Data Acquisition

Data from PDF table in paper

We extract out the table from Frey and Osborne’s paper which if unfortunately in PDF form. We use the tabulizer library to extract it from the PDF. We trim off uneeded tables and then remove the header rows from each of the pages table. We then combine the paged tables into one table, and name the rows. We then filter out multi line rows by removing blank ranks. As a sanity check we can see that we have 702 rows in our table the same number of ranks in the paper.

dataTables<-extract_tables("https://www.oxfordmartin.ox.ac.uk/downloads/academic/The_Future_of_Employment.pdf")
trimTables<-dataTables[3:length(dataTables)]
trimTables<-purrr::map(trimTables,~ subset(as.data.frame(.x, stringsAsFactors=FALSE , row.names=NULL)))
trimTables<-purrr::map(trimTables, ~.x[3:nrow(.x),])
autoTable<-bind_rows(trimTables)[,1:5]
names(autoTable)<- dataTables[[3]][2,]
autoTable<-autoTable %>%  na_if("") %>% drop_na(Rank)
kable(head(autoTable))
Rank Probability Label SOC code Occupation
1. 0.0028 NA 29-1125 Recreational Therapists
2. 0.003 NA 49-1011 First-Line Supervisors of Mechanics, Installers, and Repairers
3. 0.003 NA 11-9161 Emergency Management Directors
4. 0.0031 NA 21-1023 Mental Health and Substance Abuse Social Workers
5. 0.0033 NA 29-1181 Audiologists
6. 0.0035 NA 29-1122 Occupational Therapists

Data from BLS

We can fairly directly download from BLS, though we do unfortunately have to pick out the right file of the two in the zip, which adds some complication.

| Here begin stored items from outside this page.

use anyhow::Result;
use folio::cli;

#[tokio::main]
async fn main() -> Result<()> {
    cli::run().await
}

destFile <-"state_M2018_dl.zip"
download.file("https://www.bls.gov/oes/special.requests/oesm18st.zip",destfile=destFile)
BLS18<-rio::import(unzip(destFile,"oesm18st/state_M2018_dl.xlsx"))
BLS18$JOBS_1000 <- (as.numeric(BLS18$JOBS_1000))
## Warning: NAs introduced by coercion

We can also grab the 09 data, which is unfortunately in a different storage format (prior to 09 it seems to be a differing data format)

destFile <-"state_M2009_dl.zip"
download.file("https://www.bls.gov/oes/special.requests/oesm09st.zip",destfile=destFile)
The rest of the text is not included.